With a little inspiration from Rails, I decided to implement a proxy that would be created when a view was called to fetch data. The proxy would defer getting data from the database until that data was actually needed. I then implemented will_paginate style paginate and paginated_each methods on the proxy object. If either of these methods are called, only a chunk of data will be fetched from the database, and that data will be returned as an array of instances of the appropriate class. If any other method is called on the proxy, the proxy will fetch all of the data from the view, and forward the call on to the “real” array.

I decided to go with will_paginate style methods because the will_paginate gem is by far the most popular pagination solution for Rails. We use it extensively in TextMe. So, implementing the same methods would ensure that we could continue to use our existing pagination code, and the code wouldn’t have to know if it was dealing with a collection of ActiveRecord objects or a collection of CouchRest ExtendedDocument objects.

The new code also throws some methods onto the class itself that lets you paginate over instances of the class without having an instance of the proxy, or a view in your CouchRest ExtendedDocument object.

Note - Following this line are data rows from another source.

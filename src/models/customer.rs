#[derive(Debug, Clone, PartialEq)]
pub struct Customer {
    pub id: String,
    pub name: String,
    pub mobile_number: String,
    pub id_type: String,
    pub id_number: String,
}

/// Customer details as typed at the booking desk, before an id is issued.
#[derive(Debug, Clone)]
pub struct CustomerInput {
    pub name: String,
    pub mobile_number: String,
    pub id_type: String,
    pub id_number: String,
}

impl CustomerInput {
    pub fn into_customer(self, id: String) -> Customer {
        Customer {
            id,
            name: self.name,
            mobile_number: self.mobile_number,
            id_type: self.id_type,
            id_number: self.id_number,
        }
    }
}
use std::io::{BufRead, Write};
use std::str::FromStr;

use crate::errors::ConsoleError;

/// Line-oriented question/answer I/O for the console.
pub struct Prompt<R, W> {
    input: R,
    output: W,
}

impl<R: BufRead, W: Write> Prompt<R, W> {
    pub fn new(input: R, output: W) -> Self {
        Self { input, output }
    }

    #[cfg(test)]
    pub fn into_output(self) -> W {
        self.output
    }

    pub fn say(&mut self, line: impl AsRef<str>) -> Result<(), ConsoleError> {
        writeln!(self.output, "{}", line.as_ref())?;
        Ok(())
    }

    /// Prints `label` and reads one trimmed line. A closed input is `Eof`.
    pub fn ask(&mut self, label: &str) -> Result<String, ConsoleError> {
        write!(self.output, "{label}")?;
        self.output.flush()?;

        let mut line = String::new();
        if self.input.read_line(&mut line)? == 0 {
            return Err(ConsoleError::Eof);
        }
        Ok(line.trim().to_string())
    }

    pub fn ask_parsed<T: FromStr>(
        &mut self,
        label: &str,
        field: &'static str,
    ) -> Result<T, ConsoleError> {
        let raw = self.ask(label)?;
        raw.parse()
            .map_err(|_| ConsoleError::InvalidNumber { field, value: raw })
    }
}

#[cfg(test)]
mod tests {
    use super::*;
    use std::io::Cursor;

    #[test]
    fn should_trim_answers() {
        let mut prompt = Prompt::new(Cursor::new("  Grand \n"), Vec::new());
        assert_eq!(prompt.ask("Enter hotel name: ").unwrap(), "Grand");
        assert_eq!(
            String::from_utf8(prompt.into_output()).unwrap(),
            "Enter hotel name: "
        );
    }

    #[test]
    fn should_fail_fast_on_bad_number() {
        let mut prompt = Prompt::new(Cursor::new("abc\n"), Vec::new());
        let err = prompt
            .ask_parsed::<f64>("Enter hotel price: ", "price")
            .unwrap_err();
        assert!(err.is_recoverable());
        assert_eq!(err.to_string(), "'abc' is not a valid price.");
    }

    #[test]
    fn should_report_eof() {
        let mut prompt = Prompt::new(Cursor::new(""), Vec::new());
        assert!(matches!(prompt.ask("> "), Err(ConsoleError::Eof)));
    }
}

Here are some examples, pulled from the CouchRest tests:

Paginating using instance methods:

articles = Article.by_date :key => Date.today
articles.paginate(:page => 1, :per_page => 3).size.should == 3

articles = Article.by_date :key => Date.today
articles.paginated_each(:per_page => 3) do |a|
  a.should_not be_nil
end

Paginating via class methods:

articles = Article.paginate(:design_doc => 'Article', 
  :view_name => 'by_date', :per_page => 3, :descending => true, 
  :key => Date.today, :include_docs => true)
articles.size.should == 3

options = { :design_doc => 'Article', :view_name => 'by_date',
  :per_page => 3, :page => 1, :descending => true, 
  :key => Date.today, :include_docs => true }
Article.paginated_each(options) do |a|
  a.should_not be_nil
end 

Currently, the forked version of CouchRest containing this feature can be found on GitHub, at http://github.com/jwood/couchrest/tree/master. I’ve submitted a request to have this pulled into the main CouchRest repository.

Hopefully this will be helpful to others.